_Task statement:_ Count the lines of the data that have the word "crate", then report the number without anything else.

_Supplied material:_
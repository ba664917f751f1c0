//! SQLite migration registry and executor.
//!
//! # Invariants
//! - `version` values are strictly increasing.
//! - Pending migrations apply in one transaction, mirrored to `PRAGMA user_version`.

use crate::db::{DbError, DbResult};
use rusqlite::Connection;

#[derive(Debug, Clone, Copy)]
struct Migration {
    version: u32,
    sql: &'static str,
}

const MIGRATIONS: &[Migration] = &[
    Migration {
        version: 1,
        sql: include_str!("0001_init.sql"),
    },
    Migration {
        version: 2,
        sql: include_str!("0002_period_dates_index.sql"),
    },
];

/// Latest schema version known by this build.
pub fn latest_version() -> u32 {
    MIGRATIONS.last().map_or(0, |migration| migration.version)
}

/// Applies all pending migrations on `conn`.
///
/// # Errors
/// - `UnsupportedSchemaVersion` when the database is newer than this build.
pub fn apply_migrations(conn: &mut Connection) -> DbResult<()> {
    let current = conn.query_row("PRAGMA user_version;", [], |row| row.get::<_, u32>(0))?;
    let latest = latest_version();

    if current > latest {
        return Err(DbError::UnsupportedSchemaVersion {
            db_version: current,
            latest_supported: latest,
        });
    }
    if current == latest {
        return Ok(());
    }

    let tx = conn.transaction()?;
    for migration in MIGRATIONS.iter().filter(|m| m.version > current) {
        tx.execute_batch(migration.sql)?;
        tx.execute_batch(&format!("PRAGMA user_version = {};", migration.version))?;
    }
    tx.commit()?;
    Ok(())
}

--

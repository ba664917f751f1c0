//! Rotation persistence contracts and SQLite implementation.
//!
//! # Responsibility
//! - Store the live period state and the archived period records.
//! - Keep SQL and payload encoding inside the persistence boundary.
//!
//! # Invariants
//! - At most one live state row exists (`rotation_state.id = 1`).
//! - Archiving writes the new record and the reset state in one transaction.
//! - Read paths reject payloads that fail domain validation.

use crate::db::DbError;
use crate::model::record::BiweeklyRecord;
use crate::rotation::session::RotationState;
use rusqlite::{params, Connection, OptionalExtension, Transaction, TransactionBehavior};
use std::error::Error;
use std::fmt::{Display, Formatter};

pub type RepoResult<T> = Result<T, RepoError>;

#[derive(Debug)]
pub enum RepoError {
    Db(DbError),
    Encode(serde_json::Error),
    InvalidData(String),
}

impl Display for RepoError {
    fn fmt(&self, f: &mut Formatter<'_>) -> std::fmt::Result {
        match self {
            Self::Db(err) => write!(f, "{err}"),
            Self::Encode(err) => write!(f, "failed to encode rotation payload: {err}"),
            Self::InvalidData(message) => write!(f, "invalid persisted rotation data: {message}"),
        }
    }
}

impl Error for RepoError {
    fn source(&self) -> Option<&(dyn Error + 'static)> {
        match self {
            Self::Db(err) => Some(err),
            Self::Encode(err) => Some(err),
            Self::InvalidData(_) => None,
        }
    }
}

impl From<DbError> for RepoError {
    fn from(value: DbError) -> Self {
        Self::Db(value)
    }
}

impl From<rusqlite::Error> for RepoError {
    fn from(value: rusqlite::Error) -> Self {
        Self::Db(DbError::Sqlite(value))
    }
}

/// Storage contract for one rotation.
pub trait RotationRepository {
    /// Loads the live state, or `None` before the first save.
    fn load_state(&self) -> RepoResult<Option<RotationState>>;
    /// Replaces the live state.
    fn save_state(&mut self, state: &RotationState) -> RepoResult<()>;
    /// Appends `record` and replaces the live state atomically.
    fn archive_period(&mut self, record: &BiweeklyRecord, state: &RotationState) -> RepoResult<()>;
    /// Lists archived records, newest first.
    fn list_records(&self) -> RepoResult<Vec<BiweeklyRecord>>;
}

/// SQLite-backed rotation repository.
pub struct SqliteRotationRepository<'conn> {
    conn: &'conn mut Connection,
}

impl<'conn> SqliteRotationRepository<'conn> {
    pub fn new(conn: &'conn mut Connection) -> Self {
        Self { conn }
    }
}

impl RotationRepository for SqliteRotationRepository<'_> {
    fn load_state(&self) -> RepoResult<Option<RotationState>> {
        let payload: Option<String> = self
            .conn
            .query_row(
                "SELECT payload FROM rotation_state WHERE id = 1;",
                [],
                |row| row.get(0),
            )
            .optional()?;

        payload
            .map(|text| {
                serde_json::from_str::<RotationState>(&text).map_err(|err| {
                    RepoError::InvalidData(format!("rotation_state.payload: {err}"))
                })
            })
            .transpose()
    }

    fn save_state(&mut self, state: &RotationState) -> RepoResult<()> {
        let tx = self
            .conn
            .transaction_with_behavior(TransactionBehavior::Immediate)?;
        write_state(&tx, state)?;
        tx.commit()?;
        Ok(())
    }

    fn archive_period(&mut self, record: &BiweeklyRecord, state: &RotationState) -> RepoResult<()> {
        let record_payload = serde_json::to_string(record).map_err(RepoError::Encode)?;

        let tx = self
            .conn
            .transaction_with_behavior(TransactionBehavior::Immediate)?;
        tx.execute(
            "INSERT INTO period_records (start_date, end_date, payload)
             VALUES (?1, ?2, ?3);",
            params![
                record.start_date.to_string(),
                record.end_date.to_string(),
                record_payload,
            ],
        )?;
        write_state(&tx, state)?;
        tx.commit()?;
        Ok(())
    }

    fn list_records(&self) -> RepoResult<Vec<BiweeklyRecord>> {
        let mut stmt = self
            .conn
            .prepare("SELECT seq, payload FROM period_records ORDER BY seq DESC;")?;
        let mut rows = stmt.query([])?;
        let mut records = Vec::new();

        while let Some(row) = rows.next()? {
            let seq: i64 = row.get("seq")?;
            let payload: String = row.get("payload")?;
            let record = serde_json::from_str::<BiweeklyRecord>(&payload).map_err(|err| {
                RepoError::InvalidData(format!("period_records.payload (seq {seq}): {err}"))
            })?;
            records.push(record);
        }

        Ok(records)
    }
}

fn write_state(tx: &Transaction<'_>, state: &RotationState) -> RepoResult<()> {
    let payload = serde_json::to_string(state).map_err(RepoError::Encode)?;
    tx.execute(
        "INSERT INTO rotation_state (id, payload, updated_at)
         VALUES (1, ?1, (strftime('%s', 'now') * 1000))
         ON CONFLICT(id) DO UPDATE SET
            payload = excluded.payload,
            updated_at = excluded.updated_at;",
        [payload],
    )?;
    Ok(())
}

_Worked solution:_ 4